▶ _TASK ITEM_
Every record below needs to be printed again exactly.

▶ _PROVIDED DATA_
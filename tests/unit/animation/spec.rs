use super::*;

#[test]
fn sample_interpolates_between_frames() {
    let spec = AnimationSpec::slide_in(SlideDir::Right, Duration::from_millis(200))
        .with_ease(Ease::Linear);
    let start = spec.sample(Duration::ZERO);
    let mid = spec.sample(Duration::from_millis(100));
    let end = spec.sample(Duration::from_millis(400));
    assert_eq!(start.offset, Vec2::new(1.0, 0.0));
    assert!((mid.offset.x - 0.5).abs() < 1e-9);
    assert_eq!(end, AnimFrame::IDENTITY);
}

#[test]
fn zero_duration_is_complete_immediately() {
    let spec = AnimationSpec::fade_in(Duration::ZERO);
    assert_eq!(spec.progress(Duration::ZERO), 1.0);
    assert_eq!(spec.sample(Duration::ZERO).alpha, 1.0);
}

#[test]
fn animation_set_raw_round_trip() {
    let mut set = AnimationSet::default();
    set.set(AnimationType::UpperIn, Some(AnimRes(7)));
    set.set(AnimationType::LowerIn, Some(AnimRes(9)));
    let raw = set.to_raw();
    assert_eq!(raw, [0, 7, 0, 9]);
    assert_eq!(AnimationSet::from_raw(&raw).unwrap(), set);
    assert!(AnimationSet::from_raw(&[1, 2]).is_err());
}

#[test]
fn parse_builds_presets() {
    let spec = AnimationSpec::parse(
        "slide_in",
        &serde_json::json!({ "dir": "left", "duration_ms": 120, "ease": "decelerate" }),
    )
    .unwrap();
    assert_eq!(spec.duration, Duration::from_millis(120));
    assert_eq!(spec.ease, Ease::Decelerate);
    assert_eq!(spec.from.offset, Vec2::new(-1.0, 0.0));

    let fade = AnimationSpec::parse("fade_out", &serde_json::Value::Null).unwrap();
    assert_eq!(fade.duration, Duration::from_millis(300));
    assert_eq!(fade.to.alpha, 0.0);
}

#[test]
fn parse_rejects_unknown_input() {
    assert!(AnimationSpec::parse("", &serde_json::Value::Null).is_err());
    assert!(AnimationSpec::parse("spin", &serde_json::Value::Null).is_err());
    assert!(AnimationSpec::parse("slide_in", &serde_json::json!({ "dir": "diagonal" })).is_err());
    assert!(AnimationSpec::parse("fade_in", &serde_json::json!([1, 2])).is_err());
}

▶ _TASK ANSWER_
filename tests/unit/animation/spec.rs
use super::*;

#[test]
fn sample_interpolates_between_frames() {
    let spec = AnimationSpec::slide_in(SlideDir::Right, Duration::from_millis(200))
        .with_ease(Ease::Linear);
    let start = spec.sample(Duration::ZERO);
    let mid = spec.sample(Duration::from_millis(100));
    let end = spec.sample(Duration::from_millis(400));
    assert_eq!(start.offset, Vec2::new(1.0, 0.0));
    assert!((mid.offset.x - 0.5).abs() < 1e-9);
    assert_eq!(end, AnimFrame::IDENTITY);
}

#[test]
fn zero_duration_is_complete_immediately() {
    let spec = AnimationSpec::fade_in(Duration::ZERO);
    assert_eq!(spec.progress(Duration::ZERO), 1.0);
    assert_eq!(spec.sample(Duration::ZERO).alpha, 1.0);
}

#[test]
fn animation_set_raw_round_trip() {
    let mut set = AnimationSet::default();
    set.set(AnimationType::UpperIn, Some(AnimRes(7)));
    set.set(AnimationType::LowerIn, Some(AnimRes(9)));
    let raw = set.to_raw();
    assert_eq!(raw, [0, 7, 0, 9]);
    assert_eq!(AnimationSet::from_raw(&raw).unwrap(), set);
    assert!(AnimationSet::from_raw(&[1, 2]).is_err());
}

#[test]
fn parse_builds_presets() {
    let spec = AnimationSpec::parse(
        "slide_in",
        &serde_json::json!({ "dir": "left", "duration_ms": 120, "ease": "decelerate" }),
    )
    .unwrap();
    assert_eq!(spec.duration, Duration::from_millis(120));
    assert_eq!(spec.ease, Ease::Decelerate);
    assert_eq!(spec.from.offset, Vec2::new(-1.0, 0.0));

    let fade = AnimationSpec::parse("fade_out", &serde_json::Value::Null).unwrap();
    assert_eq!(fade.duration, Duration::from_millis(300));
    assert_eq!(fade.to.alpha, 0.0);
}

#[test]
fn parse_rejects_unknown_input() {
    assert!(AnimationSpec::parse("", &serde_json::Value::Null).is_err());
    assert!(AnimationSpec::parse("spin", &serde_json::Value::Null).is_err());
    assert!(AnimationSpec::parse("slide_in", &serde_json::json!({ "dir": "diagonal" })).is_err());
    assert!(AnimationSpec::parse("fade_in", &serde_json::json!([1, 2])).is_err());
}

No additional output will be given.